● TASK TO CARRY OUT
Copy out every line of the records where the string "data" occurs.
^^^^
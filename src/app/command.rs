//! Validated sync-tool invocations
//!
//! A [`TransferCommand`] is an argv vector that has passed structural
//! validation: the executable exists, the subcommand is allow-listed and
//! transfer subcommands carry a usable source and destination. Commands can
//! only be obtained through validation, so a supervisor never spawns a
//! malformed invocation.
//!
//! [`CommandBuilder`] assembles the `copy`/`copyto` invocations used for
//! uploads and downloads, including the stats flags the output parsers rely on.

use std::fmt;
use std::path::{Path, PathBuf};

use serde::{Deserialize, Serialize};

use crate::constants::tool;
use crate::errors::ValidationError;

/// An immutable, validated command vector
#[derive(Debug, Clone, PartialEq, Eq, Serialize)]
pub struct TransferCommand {
    args: Vec<String>,
}

impl TransferCommand {
    /// Validate an argv vector and wrap it
    ///
    /// # Errors
    ///
    /// Returns `ValidationError` when the vector is shorter than three
    /// elements, the executable is missing, the subcommand is not allowed, or
    /// a transfer subcommand lacks a source/destination or names a local
    /// source that does not exist.
    pub fn new<I, S>(args: I) -> Result<Self, ValidationError>
    where
        I: IntoIterator<Item = S>,
        S: Into<String>,
    {
        let args: Vec<String> = args.into_iter().map(Into::into).collect();
        validate_args(&args)?;
        Ok(Self { args })
    }

    /// Full argv including the executable
    pub fn args(&self) -> &[String] {
        &self.args
    }

    /// Executable path (argv[0])
    pub fn program(&self) -> &str {
        &self.args[0]
    }

    /// Arguments passed to the executable (argv[1..])
    pub fn tool_args(&self) -> &[String] {
        &self.args[1..]
    }

    /// Tool subcommand (argv[1])
    pub fn subcommand(&self) -> &str {
        &self.args[1]
    }

    /// Whether the subcommand moves data between a source and destination
    pub fn is_transfer(&self) -> bool {
        tool::TRANSFER_SUBCOMMANDS.contains(&self.subcommand())
    }

    /// Source argument for transfer subcommands
    pub fn source(&self) -> Option<&str> {
        self.is_transfer().then(|| self.args[2].as_str())
    }

    /// Destination argument for transfer subcommands
    pub fn destination(&self) -> Option<&str> {
        self.is_transfer().then(|| self.args[3].as_str())
    }
}

impl fmt::Display for TransferCommand {
    fn fmt(&self, f: &mut fmt::Formatter<'_>) -> fmt::Result {
        write!(f, "{}", self.args.join(" "))
    }
}

fn validate_args(args: &[String]) -> Result<(), ValidationError> {
    if args.len() < tool::MIN_COMMAND_LEN {
        return Err(ValidationError::TooFewArguments {
            min: tool::MIN_COMMAND_LEN,
            actual: args.len(),
        });
    }

    let program = Path::new(&args[0]);
    if args[0].is_empty() || !program.exists() {
        return Err(ValidationError::ExecutableNotFound {
            path: program.to_path_buf(),
        });
    }

    let subcommand = args[1].as_str();
    if !tool::ALLOWED_SUBCOMMANDS.contains(&subcommand) {
        return Err(ValidationError::UnsupportedSubcommand {
            subcommand: subcommand.to_string(),
        });
    }

    if tool::TRANSFER_SUBCOMMANDS.contains(&subcommand) {
        let source = args[2].as_str();
        if source.is_empty() {
            return Err(ValidationError::MissingArgument {
                subcommand: subcommand.to_string(),
                field: "source",
            });
        }

        let destination = args.get(3).map(String::as_str).unwrap_or_default();
        if destination.is_empty() {
            return Err(ValidationError::MissingArgument {
                subcommand: subcommand.to_string(),
                field: "destination",
            });
        }

        if !is_remote_path(source) && !Path::new(source).exists() {
            return Err(ValidationError::SourceNotFound {
                path: PathBuf::from(source),
            });
        }
    }

    Ok(())
}

/// Whether a path refers to a configured remote (`remote:path`)
///
/// Windows drive letters (`C:\data`) are local paths.
pub fn is_remote_path(path: &str) -> bool {
    let Some((remote, _)) = path.split_once(':') else {
        return false;
    };

    let is_drive_letter = remote.len() == 1
        && remote.chars().all(|c| c.is_ascii_alphabetic())
        && path[2..].chars().next().map_or(true, |c| c == '\\' || c == '/');

    !remote.trim().is_empty() && !is_drive_letter
}

/// Direction of a transfer relative to the local machine
#[derive(Debug, Clone, Copy, PartialEq, Eq, Serialize, Deserialize)]
pub enum TransferDirection {
    /// Local source, remote destination
    Upload,
    /// Remote source, local destination
    Download,
}

impl TransferDirection {
    /// Infer the direction from which side names a remote
    pub fn infer(source: &str, destination: &str) -> Self {
        if is_remote_path(source) && !is_remote_path(destination) {
            TransferDirection::Download
        } else {
            TransferDirection::Upload
        }
    }
}

impl fmt::Display for TransferDirection {
    fn fmt(&self, f: &mut fmt::Formatter<'_>) -> fmt::Result {
        match self {
            TransferDirection::Upload => write!(f, "upload"),
            TransferDirection::Download => write!(f, "download"),
        }
    }
}

/// A single user-requested transfer
#[derive(Debug, Clone, PartialEq, Eq)]
pub struct TransferRequest {
    pub source: String,
    pub destination: String,
    pub direction: TransferDirection,
    /// Source is a directory whose structure must be preserved
    pub is_folder: bool,
}

impl TransferRequest {
    /// Create a request, inferring the direction from the paths
    pub fn new(source: impl Into<String>, destination: impl Into<String>) -> Self {
        let source = source.into();
        let destination = destination.into();
        let direction = TransferDirection::infer(&source, &destination);
        Self {
            source,
            destination,
            direction,
            is_folder: false,
        }
    }

    /// Mark the source as a folder
    pub fn folder(mut self, is_folder: bool) -> Self {
        self.is_folder = is_folder;
        self
    }

    /// Override the inferred direction
    pub fn with_direction(mut self, direction: TransferDirection) -> Self {
        self.direction = direction;
        self
    }

    /// Tool subcommand for this request
    ///
    /// Folder downloads use `copy` to keep the directory structure; everything
    /// else uses `copyto` for exact destination control.
    pub fn subcommand(&self) -> &'static str {
        if self.is_folder && self.direction == TransferDirection::Download {
            "copy"
        } else {
            "copyto"
        }
    }

    /// File name shown to users for this transfer
    pub fn display_name(&self) -> String {
        let path = match self.direction {
            TransferDirection::Download => self.source.rsplit(':').next().unwrap_or(&self.source),
            TransferDirection::Upload => self.destination.as_str(),
        };
        Path::new(path)
            .file_name()
            .map(|name| name.to_string_lossy().into_owned())
            .unwrap_or_else(|| path.to_string())
    }
}

/// Tool flags applied to every transfer
#[derive(Debug, Clone, PartialEq, Eq, Serialize, Deserialize)]
pub struct TransferFlags {
    /// Interval between stats lines (tool duration syntax, e.g. `500ms`)
    pub stats_interval: String,
    /// Parallel file transfers
    pub transfers: u32,
    /// Parallel checkers
    pub checkers: u32,
    /// Bandwidth limit in KB/s (0 = unlimited)
    pub bandwidth_limit_kb: u32,
}

impl Default for TransferFlags {
    fn default() -> Self {
        Self {
            stats_interval: tool::DEFAULT_STATS_INTERVAL.to_string(),
            transfers: tool::DEFAULT_TRANSFERS,
            checkers: tool::DEFAULT_CHECKERS,
            bandwidth_limit_kb: 0,
        }
    }
}

/// Builds validated commands for a configured tool installation
#[derive(Debug, Clone)]
pub struct CommandBuilder {
    tool_path: PathBuf,
    config_path: Option<PathBuf>,
    flags: TransferFlags,
}

impl CommandBuilder {
    /// Create a builder for the given executable
    pub fn new(tool_path: impl Into<PathBuf>) -> Self {
        Self {
            tool_path: tool_path.into(),
            config_path: None,
            flags: TransferFlags::default(),
        }
    }

    /// Pass `--config <path>` to every command
    pub fn with_config_path(mut self, path: impl Into<PathBuf>) -> Self {
        self.config_path = Some(path.into());
        self
    }

    /// Replace the transfer flags
    pub fn with_flags(mut self, flags: TransferFlags) -> Self {
        self.flags = flags;
        self
    }

    /// Set the bandwidth limit in KB/s (0 = unlimited)
    pub fn with_bandwidth_limit(mut self, kb_per_sec: u32) -> Self {
        self.flags.bandwidth_limit_kb = kb_per_sec;
        self
    }

    /// Build a transfer command with stats output tuned for progress parsing
    pub fn transfer(&self, request: &TransferRequest) -> Result<TransferCommand, ValidationError> {
        let mut args = vec![
            self.tool_path.to_string_lossy().into_owned(),
            request.subcommand().to_string(),
            request.source.clone(),
            request.destination.clone(),
        ];
        self.push_config(&mut args);
        args.extend(
            [
                "-v",
                "--stats",
                self.flags.stats_interval.as_str(),
                "--stats-one-line",
                "--transfers",
            ]
            .iter()
            .map(|s| s.to_string()),
        );
        args.push(self.flags.transfers.to_string());
        args.push("--checkers".to_string());
        args.push(self.flags.checkers.to_string());
        args.push("--stats-file-name-length".to_string());
        args.push("0".to_string());

        if self.flags.bandwidth_limit_kb > 0 {
            args.push("--bwlimit".to_string());
            args.push(format!("{}K", self.flags.bandwidth_limit_kb));
        }

        TransferCommand::new(args)
    }

    /// Build a listing command such as `lsf <path>`
    pub fn listing(&self, subcommand: &str, path: &str) -> Result<TransferCommand, ValidationError> {
        let mut args = vec![
            self.tool_path.to_string_lossy().into_owned(),
            subcommand.to_string(),
            path.to_string(),
        ];
        self.push_config(&mut args);
        TransferCommand::new(args)
    }

    fn push_config(&self, args: &mut Vec<String>) {
        if let Some(config) = &self.config_path {
            args.push("--config".to_string());
            args.push(config.to_string_lossy().into_owned());
        }
    }
}
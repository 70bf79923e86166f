//! storagectl - OpenEBS storage inspector
//!
//! A small command-line client that reads OpenEBS custom resources from a
//! Kubernetes cluster and prints them as tree-shaped tables.
//!
//! # Architecture
//!
//! ```text
//! ┌──────────────┐   ┌──────────────────────┐   ┌──────────────────┐
//! │     CLI      │──▶│  BlockDeviceReporter │──▶│  Table Renderer  │
//! │    (clap)    │   │  group by node       │   │  (comfy-table)   │
//! └──────────────┘   └──────────┬───────────┘   └──────────────────┘
//!                               │ BlockDeviceSource (port)
//!                    ┌──────────┴───────────┐
//!                    │ KubeBlockDeviceClient │
//!                    │      (kube-rs)        │
//!                    └──────────────────────┘
//! ```
//!
//! # Modules
//!
//! - [`cli`]: Argument parsing and command dispatch
//! - [`client`]: Kubernetes adapters
//! - [`crd`]: Custom Resource Definitions
//! - [`domain`]: Port traits
//! - [`report`]: Grouping, row building and rendering
//! - [`error`]: Error types and handling

pub mod cli;
pub mod client;
pub mod crd;
pub mod domain;
pub mod error;
pub mod report;

// Re-export commonly used types
pub use cli::Args;

pub use client::KubeBlockDeviceClient;

pub use crd::{BlockDevice, BlockDeviceSpec, BlockDeviceStatus};

pub use domain::ports::{BlockDeviceSource, BlockDeviceSourceRef};

pub use error::{Error, Result};

pub use report::{
    BlockDeviceReporter, DisplayRow, NodeGroup, OutputFormat, BLOCK_DEVICE_TREE_COLUMNS,
};

/// Library version
pub const VERSION: &str = env!("CARGO_PKG_VERSION");

/// Library name
pub const NAME: &str = env!("CARGO_PKG_NAME");
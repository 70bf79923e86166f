//! storagectl
//!
//! Inspect OpenEBS storage resources in a Kubernetes cluster.
//!
//! ```text
//! storagectl get bd -n openebs
//! NAME          PATH      SIZE       CLAIMSTATE  STATUS  FSTYPE  MOUNTPOINT
//! worker-1
//! ├─bd-0a1b     /dev/sdb  1.0 GiB    Unclaimed   Active
//! └─bd-77f2     /dev/sdc  512.0 MiB  Claimed     Active  ext4    /mnt/data
//! ```

use clap::Parser;
use std::process::ExitCode;
use tracing::{debug, Level};
use tracing_subscriber::{fmt, prelude::*, EnvFilter};

use storagectl::Args;

// =============================================================================
// Main
// =============================================================================

#[tokio::main]
async fn main() -> ExitCode {
    let args = Args::parse();

    // Initialize logging
    init_logging(&args);

    debug!("storagectl {}", storagectl::VERSION);

    match args.run().await {
        Ok(()) => ExitCode::SUCCESS,
        Err(e) => {
            debug!("Command failed: {:?}", e);
            eprintln!("Error: {}", e);
            ExitCode::from(e.exit_code())
        }
    }
}

// =============================================================================
// Logging Setup
// =============================================================================

fn init_logging(args: &Args) {
    let level = match args.log_level.to_lowercase().as_str() {
        "trace" => Level::TRACE,
        "debug" => Level::DEBUG,
        "info" => Level::INFO,
        "warn" => Level::WARN,
        "error" => Level::ERROR,
        _ => Level::WARN,
    };

    let mut filter = EnvFilter::from_default_env().add_directive(level.into());
    for directive in ["hyper=warn", "kube=warn", "tower=warn"] {
        if let Ok(directive) = directive.parse() {
            filter = filter.add_directive(directive);
        }
    }

    // stdout carries the report, logs go to stderr
    if args.log_json {
        tracing_subscriber::registry()
            .with(filter)
            .with(fmt::layer().json().with_writer(std::io::stderr))
            .init();
    } else {
        tracing_subscriber::registry()
            .with(filter)
            .with(fmt::layer().with_target(true).with_writer(std::io::stderr))
            .init();
    }
}
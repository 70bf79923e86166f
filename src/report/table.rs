//! Table Renderer
//!
//! Writes report rows as a borderless, left-aligned table in the style of
//! `kubectl get`.

use super::DisplayRow;
use crate::error::Result;
use comfy_table::{presets, Table};
use std::io::Write;

/// Column headers of the block device tree report
pub const BLOCK_DEVICE_TREE_COLUMNS: [&str; 7] = [
    "NAME",
    "PATH",
    "SIZE",
    "CLAIMSTATE",
    "STATUS",
    "FSTYPE",
    "MOUNTPOINT",
];

/// Build the table for `rows` under `columns`
pub fn build_table(columns: &[&str], rows: &[DisplayRow]) -> Table {
    let mut table = Table::new();
    table.load_preset(presets::NOTHING);
    table.set_header(columns.iter().copied());

    for row in rows {
        table.add_row(row.cells().iter());
    }

    table
}

/// Render `rows` under `columns` to `out`
pub fn render_table<W: Write>(out: &mut W, columns: &[&str], rows: &[DisplayRow]) -> Result<()> {
    let table = build_table(columns, rows);
    for line in table.lines() {
        writeln!(out, "{}", line.trim_end())?;
    }
    Ok(())
}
^^^^
● RESPONSE TO THIS TASK
    /// Whether the subcommand moves data between a source and destination
/// Windows drive letters (`C:\data`) are local paths.
//! └─bd-77f2     /dev/sdc  512.0 MiB  Claimed     Active  ext4    /mnt/data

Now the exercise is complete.